I've a problem occurring daily for me, I get quite a few deadlocks every day,
and the concurrency is not so high. Happens with postgresql 8.0 and 8.1. as
well...
Here's a self-contained testcase, which I think it might be the problem I have
in our production database. While it might be some sort of theoretical
problem, it happens, the referenced tables are never really updated, but are
just lookup-tables.

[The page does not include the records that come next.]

//! Default network transport backed by `reqwest`

use std::time::Duration;

use tracing::debug;

use crate::error::{Error, Result};
use crate::http::{HttpRequest, HttpResponse};
use crate::{Transport, TransportFuture};

/// Sends each request with a shared `reqwest::Client`.
///
/// Every HTTP status is returned as `Ok(HttpResponse)`; the caller decides what
/// a 4xx/5xx means.
#[derive(Debug, Clone)]
pub struct ReqwestTransport {
    client: reqwest::Client,
}

impl ReqwestTransport {
    /// Build a transport with a per-request timeout.
    pub fn new(timeout: Duration) -> Result<Self> {
        let client = reqwest::Client::builder()
            .timeout(timeout)
            .build()
            .map_err(|e| Error::Http(format!("building HTTP client: {e}")))?;
        Ok(Self { client })
    }

    /// Wrap an existing client (shared connection pool, custom TLS, ...).
    pub fn with_client(client: reqwest::Client) -> Self {
        Self { client }
    }
}

impl Transport for ReqwestTransport {
    fn id(&self) -> &str {
        "reqwest"
    }

    fn send(&self, request: HttpRequest) -> TransportFuture<'_> {
        Box::pin(async move {
            let HttpRequest {
                method,
                url,
                headers,
                body,
            } = request;
            debug!(%method, %url, "sending request");

            let response = self
                .client
                .request(method, &url)
                .headers(headers)
                .body(body)
                .send()
                .await
                .map_err(|e| Error::Http(format!("request to {url} failed: {e}")))?;

            let status = response.status();
            let headers = response.headers().clone();
            let body = response
                .bytes()
                .await
                .map_err(|e| Error::Http(format!("reading response body: {e}")))?;

            debug!(%url, status = status.as_u16(), bytes = body.len(), "received response");
            Ok(HttpResponse {
                status,
                headers,
                body,
            })
        })
    }
}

In the production systen it's a lot more complicated,
there are at least 10 different lookup tables, and not all table contain
references to all lookup-tables:
create table lookup1 ( id int primary key, t text
);
create table lookup2 ( id int primary key, t text
);
insert into lookup1 values (1, 'test1');
insert into lookup1 values (2, 'test2');
insert into lookup2 values (3, 'test3');
insert into lookup2 values (4, 'test4');
create table master1 ( id int primary key, l1_id int references lookup1(id), l2_id int references lookup2(id),
t text
);
create table master2 ( id int primary key, l2_id int references lookup2(id), l1_id int references lookup1(id),
t text
);
insert into master1 values (1000, 1, 3);
insert into master2 values (1001, 3, 1);
T1: BEGIN;
T2: BEGIN;
-- these are the queries similar to those from the foreign key code
T1: SELECT 1 FROM ONLY lookup1 x WHERE "id" = 1 FOR UPDATE OF x;
T2: SELECT 1 FROM ONLY lookup2 x WHERE "id" = 3 FOR UPDATE OF x;
T1: SELECT 1 FROM ONLY lookup2 x WHERE "id" = 3 FOR UPDATE OF x;
T2: SELECT 1 FROM ONLY lookup1 x WHERE "id" = 1 FOR UPDATE OF x;
-- DEADLOCK OCCURS!
T1: UPDATE master1 set t='foo' where id=1000;
T2: UPDATE master2 set t='foo' where id=1001;
IMO it should be possible to solve this IF the foreign key code reorders the
"for update" queries in a well-defined order, maybe ordered by the oid of the
pgclass entry.
In my case, it always happens on INSERT activity (no updates on those tables,
just inserts), but I hope the above problem might be the solution for the
insert deadylock too.
Does this sound reasonable?
Regards,Mario Weilguni
p.s. Is it possible to modify logging so that the "SELECT 1 FROM ONLY...." are
logged? Maybe this could help me finding out which queries the foreign key
code really issues.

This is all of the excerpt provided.